German philosopher and mathematician (1773–1843)

Jakob Friedrich Fries (/friːs/; /de/; 23 August 1773 – 10 August 1843) was a German post-Kantian philosopher and mathematician.

==Biography==
Fries studied theology at the academy of the Moravian Brethren at Niesky and philosophy at the Universities of Leipzig and Jena. After travelling, in 1806 he became professor of philosophy and elementary mathematics at the University of Heidelberg.

Though the progress of his psychological thought compelled him to abandon the positive theology of the Moravians, he retained an appreciation of its spiritual or symbolic significance. His philosophical position with regard to his contemporaries had already been made clear in his critical work Reinhold, Fichte und Schelling (1803), and in the more systematic treatises System der Philosophie als evidente Wissenschaft (1804) and Wissen, Glaube und Ahnung (1805).

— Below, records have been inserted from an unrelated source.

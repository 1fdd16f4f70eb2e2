//! Integration tests for the ORCID JSKOS service.
//!
//! These tests hit the real ORCID API and need `ORCID_CLIENT_ID` and
//! `ORCID_CLIENT_SECRET` in the environment.
//! Run with: `cargo test --features integration -- --nocapture`

#![cfg(feature = "integration")]

use orcid_jskos::client::OrcidClient;
use orcid_jskos::config::Config;
use orcid_jskos::models::ConceptQuery;
use orcid_jskos::service::OrcidService;

/// Well-known ORCID iDs for testing.
mod orcid_ids {
    /// Josiah Carberry, the ORCID demo profile
    pub const CARBERRY: &str = "0000-0002-1825-0097";
    /// Well-formed but unassigned
    pub const UNASSIGNED: &str = "0000-0000-0000-0000";
}

fn create_client() -> OrcidClient {
    let config = Config::from_env().expect("valid environment");
    assert!(config.has_credentials(), "ORCID_CLIENT_ID and ORCID_CLIENT_SECRET must be set");
    OrcidClient::new(config).expect("Failed to create client")
}

#[tokio::test]
async fn test_obtain_token() {
    let token = create_client().obtain_token().await.expect("Token exchange should succeed");
    assert!(token.is_some_and(|t| !t.is_empty()));
}

#[tokio::test]
async fn test_lookup_known_profile() {
    let service = OrcidService::new(create_client());
    let page = service
        .try_query(&ConceptQuery::notation(orcid_ids::CARBERRY))
        .await
        .expect("Lookup should succeed");

    assert_eq!(page.len(), 1);
    let concept = &page.concepts[0];
    assert_eq!(concept.notation(), Some(orcid_ids::CARBERRY));
    println!("Carberry: {:?}", concept.pref_label("en"));
}

#[tokio::test]
async fn test_lookup_unassigned_profile() {
    let service = OrcidService::new(create_client());
    let page = service.query(&ConceptQuery::notation(orcid_ids::UNASSIGNED)).await;
    assert!(page.is_empty());
}

#[tokio::test]
async fn test_search() {
    let service = OrcidService::new(create_client());
    let page = service
        .try_query(&ConceptQuery::search("Josiah Carberry"))
        .await
        .expect("Search should succeed");

    println!("Search returned {} concept(s)", page.len());
    assert!(page.concepts.iter().all(|c| c.uri.is_some()));
}

#[tokio::test]
async fn test_search_with_special_characters() {
    let service = OrcidService::new(create_client());
    let result = service.try_query(&ConceptQuery::search("carberry:josiah (brown)")).await;

    match result {
        Ok(page) => println!("Special chars query returned {} concept(s)", page.len()),
        Err(e) => panic!("Escaped query should be accepted: {e}"),
    }
}
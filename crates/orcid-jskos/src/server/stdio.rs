//! Stdio transport.
//!
//! One JSON object of query parameters per input line, one JSON array of concepts per
//! output line.

use tokio::io::{AsyncBufRead, AsyncBufReadExt, AsyncWrite, AsyncWriteExt, BufReader};

use crate::models::ConceptQuery;
use crate::service::OrcidService;

/// Answer queries from stdin on stdout until EOF.
pub async fn run_stdio(service: OrcidService) -> anyhow::Result<()> {
    let stdin = BufReader::new(tokio::io::stdin());
    let stdout = tokio::io::stdout();

    tracing::info!("Stdio mode ready, waiting for queries...");
    serve_lines(&service, stdin, stdout).await
}

/// Answer line-delimited queries from `reader` on `writer`.
pub async fn serve_lines<R, W>(
    service: &OrcidService,
    mut reader: R,
    mut writer: W,
) -> anyhow::Result<()>
where
    R: AsyncBufRead + Unpin,
    W: AsyncWrite + Unpin,
{
    let mut line = String::new();

    loop {
        line.clear();
        let bytes_read = reader.read_line(&mut line).await?;

        if bytes_read == 0 {
            tracing::info!("Input closed, shutting down");
            break;
        }

        let trimmed = line.trim();
        if trimmed.is_empty() {
            continue;
        }

        let output = match serde_json::from_str::<ConceptQuery>(trimmed) {
            Ok(query) => {
                tracing::debug!(?query, "Received query");
                serde_json::to_string(&service.query(&query).await.concepts)?
            }
            Err(e) => serde_json::json!({"error": format!("Parse error: {e}")}).to_string(),
        };

        writer.write_all(output.as_bytes()).await?;
        writer.write_all(b"\n").await?;
        writer.flush().await?;
    }

    Ok(())
}
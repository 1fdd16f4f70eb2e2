#![no_main]

use libfuzzer_sys::fuzz_target;
use orcid_jskos::mapper::map_profile;
use orcid_jskos::models::SearchResponse;

fuzz_target!(|data: &[u8]| {
    if let Ok(json) = serde_json::from_slice::<serde_json::Value>(data) {
        if let Ok(SearchResponse {
            orcid_search_results: Some(results),
        }) = serde_json::from_value(json)
        {
            for hit in &results.results {
                let _ = map_profile(&hit.orcid_profile);
            }
        }
    }
});
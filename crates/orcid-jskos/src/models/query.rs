//! Inbound queries and outbound result pages.

use serde::{Deserialize, Serialize};

use super::Concept;

/// Query parameters understood by the service.
///
/// Unknown parameters are ignored when deserializing.
#[derive(Debug, Clone, Default, PartialEq, Eq, Serialize, Deserialize)]
pub struct ConceptQuery {
    /// Identifier or URI to look up.
    #[serde(default)]
    pub notation: Option<String>,

    /// URI to look up.
    #[serde(default)]
    pub uri: Option<String>,

    /// Free-text search term.
    #[serde(default)]
    pub search: Option<String>,

    /// Residual request path, e.g. `/0000-0002-1825-0097`.
    #[serde(skip)]
    pub path: Option<String>,
}

impl ConceptQuery {
    /// Lookup by identifier.
    #[must_use]
    pub fn notation(notation: impl Into<String>) -> Self {
        Self {
            notation: Some(notation.into()),
            ..Self::default()
        }
    }

    /// Free-text search.
    #[must_use]
    pub fn search(search: impl Into<String>) -> Self {
        Self {
            search: Some(search.into()),
            ..Self::default()
        }
    }

    /// Attach the residual request path.
    #[must_use]
    pub fn with_path(mut self, path: impl Into<String>) -> Self {
        self.path = Some(path.into());
        self
    }

    /// Search term if present and not empty. Whitespace counts as a term.
    #[must_use]
    pub fn search_term(&self) -> Option<&str> {
        self.search.as_deref().filter(|s| !s.is_empty())
    }

    /// Residual path without leading slashes, if not empty.
    #[must_use]
    pub fn path_notation(&self) -> Option<&str> {
        self.path
            .as_deref()
            .map(|p| p.trim_start_matches('/'))
            .filter(|p| !p.is_empty())
    }
}

/// One page of concepts.
#[derive(Debug, Clone, Default, PartialEq, Eq)]
pub struct Page {
    /// Concepts in result order.
    pub concepts: Vec<Concept>,

    /// Index of the first concept.
    pub offset: usize,

    /// Requested page size.
    pub limit: usize,

    /// Total number of matches, if known.
    pub total: Option<u64>,
}

impl Page {
    /// A page without concepts.
    #[must_use]
    pub fn empty() -> Self {
        Self {
            total: Some(0),
            ..Self::default()
        }
    }

    /// A page with zero or one concept.
    #[must_use]
    pub fn single(concept: Option<Concept>) -> Self {
        let concepts: Vec<Concept> = concept.into_iter().collect();
        let total = Some(concepts.len() as u64);
        Self {
            limit: concepts.len(),
            concepts,
            offset: 0,
            total,
        }
    }

    /// A page holding a whole result list; the total count is left unset.
    #[must_use]
    pub fn from_concepts(concepts: Vec<Concept>) -> Self {
        Self {
            limit: concepts.len(),
            concepts,
            offset: 0,
            total: None,
        }
    }

    /// Number of concepts on this page.
    #[must_use]
    pub fn len(&self) -> usize {
        self.concepts.len()
    }

    /// Check if the page holds no concepts.
    #[must_use]
    pub fn is_empty(&self) -> bool {
        self.concepts.is_empty()
    }
}

impl IntoIterator for Page {
    type Item = Concept;
    type IntoIter = std::vec::IntoIter<Concept>;

    fn into_iter(self) -> Self::IntoIter {
        self.concepts.into_iter()
    }
}

#[cfg(test)]
mod tests {
    use super::*;
    use serde_json::json;

    #[test]
    fn test_unknown_params_ignored() {
        let query: ConceptQuery =
            serde_json::from_value(json!({"notation": "0000-0002-1825-0097", "limit": "10"}))
                .unwrap();
        assert_eq!(query.notation.as_deref(), Some("0000-0002-1825-0097"));
        assert!(query.search.is_none());
    }

    #[test]
    fn test_empty_search_is_absent() {
        assert_eq!(ConceptQuery::search("").search_term(), None);
        assert_eq!(ConceptQuery::default().search_term(), None);
        assert_eq!(ConceptQuery::search("  ").search_term(), Some("  "));
        assert_eq!(ConceptQuery::search("doe").search_term(), Some("doe"));
    }

    #[test]
    fn test_path_notation() {
        let query = ConceptQuery::default().with_path("/0000-0002-1825-0097");
        assert_eq!(query.path_notation(), Some("0000-0002-1825-0097"));
        assert_eq!(ConceptQuery::default().with_path("/").path_notation(), None);
        assert_eq!(ConceptQuery::default().path_notation(), None);
    }

    #[test]
    fn test_page_constructors() {
        assert!(Page::empty().is_empty());
        assert_eq!(Page::empty().total, Some(0));

        let page = Page::single(Some(Concept::labeled("en", "x")));
        assert_eq!(page.len(), 1);
        assert_eq!(page.total, Some(1));

        let page = Page::single(None);
        assert!(page.is_empty());
        assert_eq!(page.total, Some(0));

        let page = Page::from_concepts(vec![Concept::default(), Concept::default()]);
        assert_eq!(page.len(), 2);
        assert_eq!(page.total, None);
    }
}
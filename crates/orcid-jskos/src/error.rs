//! Error types for the ORCID JSKOS service.
//!
//! Uses `thiserror` for structured error handling with automatic `From` implementations.
//! Clean absence (no credentials, unknown profile) is modelled with `Option`, never
//! with these types.

/// Errors from the upstream HTTP client layer.
#[derive(thiserror::Error, Debug)]
pub enum ClientError {
    /// HTTP transport error (connection, DNS, TLS, etc.)
    #[error("HTTP error: {0}")]
    Http(#[from] reqwest::Error),

    /// Middleware error
    #[error("Middleware error: {0}")]
    Middleware(#[from] reqwest_middleware::Error),

    /// The token endpoint refused the client credentials.
    #[error("Token exchange rejected with status {status}")]
    TokenRejected {
        /// HTTP status code
        status: u16,
    },

    /// Unexpected HTTP status from the profile API
    #[error("Unexpected status {status}: {message}")]
    UnexpectedStatus {
        /// HTTP status code
        status: u16,
        /// Response body or message
        message: String,
    },

    /// JSON parsing error
    #[error("Failed to parse response: {0}")]
    Parse(#[from] serde_json::Error),

    /// Form encoding error for the token request
    #[error("Failed to encode form: {0}")]
    Form(#[from] serde_urlencoded::ser::Error),

    /// A header value could not be built (e.g. a token with control characters)
    #[error("Invalid header value: {0}")]
    InvalidHeader(#[from] reqwest::header::InvalidHeaderValue),
}

impl ClientError {
    /// Create an unexpected status error.
    #[must_use]
    pub fn unexpected_status(status: u16, message: impl Into<String>) -> Self {
        Self::UnexpectedStatus {
            status,
            message: message.into(),
        }
    }

    /// HTTP status of the failed exchange, if the upstream answered at all.
    #[must_use]
    pub const fn status(&self) -> Option<u16> {
        match self {
            Self::TokenRejected { status } | Self::UnexpectedStatus { status, .. } => {
                Some(*status)
            }
            _ => None,
        }
    }
}

/// Errors from query dispatch.
#[derive(thiserror::Error, Debug)]
pub enum ServiceError {
    /// The upstream API could not be reached or answered with a fault.
    #[error("Upstream unavailable: {0}")]
    Upstream(#[from] ClientError),
}

impl ServiceError {
    /// Convert to a message suitable for API clients.
    #[must_use]
    pub fn to_user_message(&self) -> String {
        match self {
            Self::Upstream(ClientError::TokenRejected { .. }) => {
                "ORCID rejected the configured client credentials.".to_string()
            }
            Self::Upstream(err) => format!("ORCID API unavailable: {err}"),
        }
    }
}

/// Result type alias for client operations.
pub type ClientResult<T> = Result<T, ClientError>;

/// Result type alias for dispatch operations.
pub type ServiceResult<T> = Result<T, ServiceError>;
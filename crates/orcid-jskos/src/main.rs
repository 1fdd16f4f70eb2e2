//! ORCID JSKOS Server - Entry Point
//!
//! Provides both stdio and HTTP transports.

use clap::Parser;
use tracing_subscriber::{EnvFilter, layer::SubscriberExt, util::SubscriberInitExt};

use orcid_jskos::{config::Config, server::JskosServer};

#[derive(Parser, Debug)]
#[command(name = "orcid-jskos")]
#[command(about = "JSKOS API wrapper for ORCID")]
#[command(version)]
struct Cli {
    /// ORCID client id (public API credentials)
    #[arg(long, env = "ORCID_CLIENT_ID")]
    client_id: Option<String>,

    /// ORCID client secret
    #[arg(long, env = "ORCID_CLIENT_SECRET", hide_env_values = true)]
    client_secret: Option<String>,

    /// Transport mode: stdio or http
    #[arg(long, default_value = "http")]
    transport: Transport,

    /// HTTP server port (only used with --transport http)
    #[arg(long, default_value = "8000", env = "PORT")]
    port: u16,

    /// Cache access tokens for this many seconds (0 disables the cache)
    #[arg(long, default_value = "0", env = "ORCID_TOKEN_CACHE_SECS")]
    token_cache_secs: u64,

    /// Answer 502 when ORCID fails instead of an empty result
    #[arg(long, env = "ORCID_STRICT_UPSTREAM")]
    strict_upstream: bool,

    /// Log level (trace, debug, info, warn, error)
    #[arg(long, default_value = "info", env = "RUST_LOG")]
    log_level: String,

    /// Output logs as JSON
    #[arg(long)]
    json_logs: bool,
}

#[derive(Debug, Clone, Copy, Default, clap::ValueEnum)]
enum Transport {
    /// Line-delimited JSON on standard input/output
    Stdio,
    /// JSKOS API over HTTP
    #[default]
    Http,
}

fn init_tracing(log_level: &str, json: bool) {
    let filter = EnvFilter::try_from_default_env().unwrap_or_else(|_| EnvFilter::new(log_level));

    let subscriber = tracing_subscriber::registry().with(filter);

    // stdout carries query results in stdio mode
    let writer = std::io::stderr;

    if json {
        subscriber.with(tracing_subscriber::fmt::layer().json().with_writer(writer)).init();
    } else {
        subscriber.with(tracing_subscriber::fmt::layer().compact().with_writer(writer)).init();
    }
}

#[tokio::main]
async fn main() -> anyhow::Result<()> {
    // credentials may live in a local .env file
    dotenv::dotenv().ok();

    let cli = Cli::parse();

    init_tracing(&cli.log_level, cli.json_logs);

    tracing::info!(
        version = env!("CARGO_PKG_VERSION"),
        transport = ?cli.transport,
        "Starting ORCID JSKOS server"
    );

    let mut config =
        Config::new(cli.client_id, cli.client_secret).with_token_cache(cli.token_cache_secs);
    config.surface_upstream_errors = cli.strict_upstream;

    if !config.has_credentials() {
        tracing::warn!("ORCID_CLIENT_ID or ORCID_CLIENT_SECRET not set, all queries will be empty");
    }

    let server = JskosServer::new(config)?;

    match cli.transport {
        Transport::Stdio => server.run_stdio().await?,
        Transport::Http => {
            tracing::info!(port = cli.port, "Running in HTTP mode");
            server.run_http(cli.port).await?;
        }
    }

    Ok(())
}
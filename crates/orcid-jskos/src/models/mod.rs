//! Data models: ORCID API documents on the input side, JSKOS records on the output side.
//!
//! ORCID documents use `#[serde(rename_all = "kebab-case")]` to match the API naming,
//! JSKOS records use camelCase.

mod concept;
mod profile;
mod query;

pub use concept::{Concept, DEFAULT_LANGUAGE, LanguageMap};
pub use profile::{
    Keywords, OrcidBio, OrcidIdentifier, OrcidProfile, OtherNames, PersonalDetails,
    ProfileResponse, RequiredText, ResearcherUrl, ResearcherUrls, SearchResponse,
    SearchResult, SearchResults, Text,
};
pub use query::{ConceptQuery, Page};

Fries' most important treatise, the Neue oder anthropologische Kritik der Vernunft (2nd ed., 1828–1831), was an attempt to give a new foundation of psychological analysis to the critical philosophy of Immanuel Kant. In 1811 he published his System der Logik (ed. 1819 and 1837), and in 1814 Julius und Evagoras, a philosophical romance. He was also antisemitic, writing public polemics against Jews, and in 1816 wrote Ueber die Gefährdung des Wohlstandes und des Charakters der Deutschen durch die Juden (On the Danger Posed by the Jews to German Well-Being and Character), advocating among other things a distinct sign on the dress of Jews to distinguish them from the general population, and encouraging their emigration from German lands. He blamed the Jews for the ascendant role of money in society and called for Judaism to be "extirpated root and branch" from German society.

In 1816 he was invited to Jena to fill the chair of theoretical philosophy (including mathematics, physics, and philosophy proper), and entered upon a crusade against the prevailing Romanticism. In politics he was a strong Liberal and nationalist, and he did much to inspire the organization of the Burschenschaft. He also published a pamphlet calling for the exclusion of the Jews from public life in Germany. In 1816 he had published his views in a brochure, Von deutschem Bund und deutscher Staatsverfassung, dedicated to "the youth of Germany", and his influence gave a powerful impetus to the agitation which led in 1819 to the issue of the Carlsbad Decrees by the representatives of the German governments.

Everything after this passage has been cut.